There’s a storm brewing over global warming–or, more accurately, storms aren’t brewing, and that’s causing a storm in itself. People preaching the dangers of global warming predicted that warmer air meant more and bigger hurricanes, and pointed to 2005′s record-breaking number of storms as evidence of their theory. But now it’s 2006, and there hasn’t even been a single hurricane in the Atlantic yet. We’re below the historical average since 1944. Our chances of another year like 2005, or even 2004, are practically nil. The big storm is turning into a big bust.
Even more interesting, the current explanation for the lack of storms is ocean cooling, as in the surface temperature of the Atlantic is too low to create and sustain hurricanes. This would be truly inconvenient for Florida State University geography professor James B. Elsner, who is about to publish a study this week in the Geophysical Research Letters journal predicting that warmer air creates warmer oceanic temperatures, which is central to the theory that global warming will mean more storms.
So, is the air cooling? Is Elsner’s theory wrong? Are melting polar icecaps lowering the Atlantic’s temperature? What’s the deal?
As a lay person, my guess is no better than anybody else’s. But one thing that seems pretty consistent so far is that our ability to predict the weather hasn’t improved much since the Farmer’s Almanac. The science of global warming isn’t nearly as settled or simple as the alarmists would like to believe, and cooler heads are needed to counter the overheated claims of a global apocalypse.
The simplicity of the global warming theory is in itself deceptive. Greenhouse gasses, primarily carbon dioxide, help trap the sun’s warmth to keep the temperature of the Earth tolerable for life. Since the rise of modern industry, humans have been adding these gasses to the atmosphere, mostly through the burning of fossil fuels, thereby increasing the greenhouse effect and further warming the Earth. All of this is quite true.
And yet, it’s not the whole truth. These greenhouse gasses are responsible for a small percentage of the overall reason for the Earth’s temperature. The lion’s share is caused by water vapor–cloud cover, in other words. So even though carbon dioxide levels have increased roughly 20 percent over the last 45 years, according to some measurements, relatively minor changes in water vapor levels could easily negate or overpower that effect, without any human action at all.
It’s true that the Earth’s temperature has been rising recently. But it’s also true that for millions of years during the time of the dinosaurs, the Earth was about 10 degrees Fahrenheit warmer than today, and was about 4 degrees warmer a mere 5,000 years ago. The Earth has also been through crippling Ice Ages with much cooler temperatures, with the last ice age abating roughly 10,000 years ago. We’ll be due for another ice age eventually as the Earth naturally shifts in its tilt and orbit, in what are called “Milankovitch cycles,” that greatly affect how much sunlight reaches the planet. All without human involvement.

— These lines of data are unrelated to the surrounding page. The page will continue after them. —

use std::future::Future;

use reqwest::{Client, RequestBuilder, Response};
use serde::de::DeserializeOwned;
use uuid::Uuid;

use agora_types::api::{
    ChannelListResponse, ErrorBody, MessagePage, SendMessageRequest, ToggleReactionRequest,
    ToggleReactionResponse, UploadResponse,
};
use agora_types::models::{Channel, Message, StreamId};

use crate::config::SyncConfig;
use crate::error::ClientError;

/// A file picked by the user but not yet uploaded.
#[derive(Debug, Clone, PartialEq, Eq)]
pub struct StagedFile {
    pub file_name: String,
    pub mime: String,
    pub bytes: Vec<u8>,
}

/// The server operations the synchronization client depends on.
pub trait ChatApi: Send + Sync + 'static {
    fn list_channels(&self) -> impl Future<Output = Result<Vec<Channel>, ClientError>> + Send;

    fn list_messages(
        &self,
        stream: StreamId,
        page: u32,
        limit: u32,
    ) -> impl Future<Output = Result<MessagePage, ClientError>> + Send;

    fn send_message(
        &self,
        stream: StreamId,
        req: SendMessageRequest,
    ) -> impl Future<Output = Result<Message, ClientError>> + Send;

    fn toggle_reaction(
        &self,
        message_id: Uuid,
        emoji: String,
    ) -> impl Future<Output = Result<ToggleReactionResponse, ClientError>> + Send;

    fn upload(&self, file: StagedFile) -> impl Future<Output = Result<UploadResponse, ClientError>> + Send;
}

/// REST path of a stream's message collection.
pub fn messages_path(stream: StreamId) -> String {
    match stream {
        StreamId::Channel(id) => format!("/channels/{id}/messages"),
        StreamId::Thread(id) => format!("/threads/{id}/messages"),
    }
}

/// [`ChatApi`] over the server's HTTP surface.
#[derive(Clone)]
pub struct HttpApi {
    client: Client,
    config: SyncConfig,
}

impl HttpApi {
    pub fn new(config: SyncConfig) -> Result<Self, ClientError> {
        let client = Client::builder().build()?;
        Ok(Self { client, config })
    }

    fn authed(&self, builder: RequestBuilder) -> RequestBuilder {
        builder.bearer_auth(&self.config.token)
    }
}

async fn decode<T: DeserializeOwned>(resp: Response) -> Result<T, ClientError> {
    let status = resp.status();
    if status.is_success() {
        return Ok(resp.json().await?);
    }
    let message = match resp.json::<ErrorBody>().await {
        Ok(body) => body.error,
        Err(_) => status.canonical_reason().unwrap_or("request failed").to_string(),
    };
    Err(ClientError::from_status(status.as_u16(), message))
}

impl ChatApi for HttpApi {
    async fn list_channels(&self) -> Result<Vec<Channel>, ClientError> {
        let resp = self
            .authed(self.client.get(self.config.url("/channels")))
            .send()
            .await?;
        let body: ChannelListResponse = decode(resp).await?;
        Ok(body.channels)
    }

    async fn list_messages(&self, stream: StreamId, page: u32, limit: u32) -> Result<MessagePage, ClientError> {
        let resp = self
            .authed(self.client.get(self.config.url(&messages_path(stream))))
            .query(&[("page", page), ("limit", limit)])
            .send()
            .await?;
        decode(resp).await
    }

    async fn send_message(&self, stream: StreamId, req: SendMessageRequest) -> Result<Message, ClientError> {
        let resp = self
            .authed(self.client.post(self.config.url(&messages_path(stream))))
            .json(&req)
            .send()
            .await?;
        decode(resp).await
    }

    async fn toggle_reaction(&self, message_id: Uuid, emoji: String) -> Result<ToggleReactionResponse, ClientError> {
        let resp = self
            .authed(self.client.post(self.config.url("/reactions")))
            .json(&ToggleReactionRequest { message_id, emoji })
            .send()
            .await?;
        decode(resp).await
    }

    async fn upload(&self, file: StagedFile) -> Result<UploadResponse, ClientError> {
        let part = reqwest::multipart::Part::bytes(file.bytes)
            .file_name(file.file_name)
            .mime_str(&file.mime)?;
        let form = reqwest::multipart::Form::new().part("file", part);
        let resp = self
            .authed(self.client.post(self.config.url("/upload")))
            .multipart(form)
            .timeout(self.config.upload_timeout)
            .send()
            .await?;
        decode(resp).await
    }
}

#[cfg(test)]
mod tests {
    use super::*;

    #[test]
    fn stream_paths() {
        let id = Uuid::nil();
        assert_eq!(
            messages_path(StreamId::Channel(id)),
            format!("/channels/{id}/messages")
        );
        assert_eq!(
            messages_path(StreamId::Thread(id)),
            format!("/threads/{id}/messages")
        );
    }
}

Simply put, humans are putting greenhouse gasses into the air, which causes warming, but that’s not the end of the matter. Natural events also cause warming and cooling, and on far greater scales than what human activity affects. And our understanding of these natural events is still spotty. After all, there was significant global cooling from the 1950s to the 1970s, enough so that people predicted an oncoming ice age, despite steady increases in greenhouse gas production during that period. This is why apocalyptic predictions of rampant global warming always fall short: they assume human action within a stable environment. But nature is not stable.

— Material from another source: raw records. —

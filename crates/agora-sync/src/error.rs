use thiserror::Error;

/// Failures surfaced by the synchronization client.
#[derive(Debug, Clone, Error, PartialEq, Eq)]
pub enum ClientError {
    #[error("not signed in")]
    Unauthorized,

    #[error("{message}")]
    Rejected { status: u16, message: String },

    #[error("server error ({status}): {message}")]
    Server { status: u16, message: String },

    #[error("network error: {0}")]
    Network(String),

    #[error("request timed out")]
    Timeout,

    #[error("{0}")]
    Validation(String),

    #[error("no channel named '{0}'")]
    UnknownChannel(String),
}

/// How the UI should react to a failure.
#[derive(Debug, Clone, Copy, PartialEq, Eq)]
pub enum Disposition {
    /// Identity missing or expired: send the user to sign in.
    SignIn,
    /// Show the message; retrying the same input will not help.
    Recoverable,
    /// Local state is intact; the next poll or a manual retry may succeed.
    Retryable,
}

impl ClientError {
    /// Classify a non-success HTTP response.
    pub fn from_status(status: u16, message: impl Into<String>) -> Self {
        let message = message.into();
        match status {
            401 => Self::Unauthorized,
            400..=499 => Self::Rejected { status, message },
            _ => Self::Server { status, message },
        }
    }

    pub fn disposition(&self) -> Disposition {
        match self {
            Self::Unauthorized => Disposition::SignIn,
            Self::Rejected { .. } | Self::Validation(_) | Self::UnknownChannel(_) => Disposition::Recoverable,
            Self::Server { .. } | Self::Network(_) | Self::Timeout => Disposition::Retryable,
        }
    }
}

impl From<reqwest::Error> for ClientError {
    fn from(e: reqwest::Error) -> Self {
        if e.is_timeout() {
            Self::Timeout
        } else if let Some(status) = e.status() {
            Self::from_status(status.as_u16(), e.to_string())
        } else {
            Self::Network(e.to_string())
        }
    }
}
use std::collections::BTreeMap;
use std::future::Future;
use std::sync::Arc;

use tokio::sync::{mpsc, watch};
use tokio::task::JoinHandle;
use tokio_util::sync::CancellationToken;
use tracing::{debug, info, warn};
use uuid::Uuid;

use agora_types::api::{MessagePage, SendMessageRequest};
use agora_types::events::GatewayEvent;
use agora_types::models::{Channel, Message, ReactionMap, StreamId};

use crate::config::SyncConfig;
use crate::directory::ChannelDirectory;
use crate::error::ClientError;
use crate::refresh::{IntervalSource, PushSource, RefreshSource, RefreshTrigger};
use crate::transport::{ChatApi, HttpApi, StagedFile};

#[derive(Debug, Clone, Copy, PartialEq, Eq)]
pub enum SyncState {
    /// No stream selected.
    Idle,
    /// A fetch for the selected stream is in flight.
    Loading,
    /// Messages displayed; refresh triggers are honored.
    Synced,
    /// A post is in flight.
    Sending,
}

/// What the user is composing. Only cleared once the server confirms a send.
#[derive(Debug, Clone, Default, PartialEq, Eq)]
pub struct Compose {
    pub text: String,
    pub staged: Option<StagedFile>,
}

/// Everything a view needs to render, published after every state change.
#[derive(Debug, Clone, PartialEq)]
pub struct Snapshot {
    pub state: SyncState,
    pub stream: Option<StreamId>,
    pub channel_name: Option<String>,
    /// Chronological, unique by id.
    pub messages: Vec<Message>,
    pub has_more: bool,
    pub compose: Compose,
    pub error: Option<ClientError>,
    pub directory_loaded: bool,
    /// Channel switch waiting for the directory to load.
    pub pending_channel: Option<String>,
    pub channels: Vec<Channel>,
    pub unread: BTreeMap<Uuid, u64>,
}
//! Client-side synchronization for Agora message streams: keeps a local,
//! chronologically ordered view of one channel or thread in step with the
//! server by polling (or gateway pushes), and funnels sends and reactions
//! through the server before they appear locally.

pub mod client;
pub mod config;
pub mod directory;
pub mod error;
pub mod refresh;
pub mod transport;

pub use client::{Compose, Snapshot, SyncClient, SyncHandle, SyncState};
pub use config::SyncConfig;
pub use error::{ClientError, Disposition};
pub use transport::{ChatApi, HttpApi, StagedFile};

Predictions of the dire effects of global warming also fall short in that they neglect another crucial piece of information: the dire effects of global cooling. After all, the alternative to global warming is not global “room temperature.” If global warming is supposed to give us bigger and more plentiful hurricanes, what would cooling give us? Shorter growing seasons resulting in less food, for one. More illness from longer winters. Less farmable land as glaciers advance. Ecosystems would still change, just like with warming, only in opposite directions. Instead of polar bears facing shrinking habitats, fennec foxes would suffer. There are tradeoffs either way.
What doesn’t help is the storm of morality-driven condemnation peddled by activists like Al Gore who preach that the human sin of economic success is causing a backlash of nature’s justice. If we’re better off with cooler weather, then let’s do something about it. But is that the case, or are alarmists merely taking advantage of climate change to push their agenda?
We will continue to strive to understand what makes the weather change, but the fact that it is changing doesn’t mean that human involvement alone is to blame. The Earth could be warming regardless of human action, or it could be that we’re helping stave off the next ice age. But one way or the other, looking into the quiet Atlantic, it’s certain that the Earth isn’t sitting on its heels while we play with the controls.
James N. Markels is an attorney and a regular columnist for Brainwash. He is the co-author, with the Institute for Justice, of an amicus brief to the Washington State Supreme Court in Rickert v. State of Washington Public Disclosure Commission.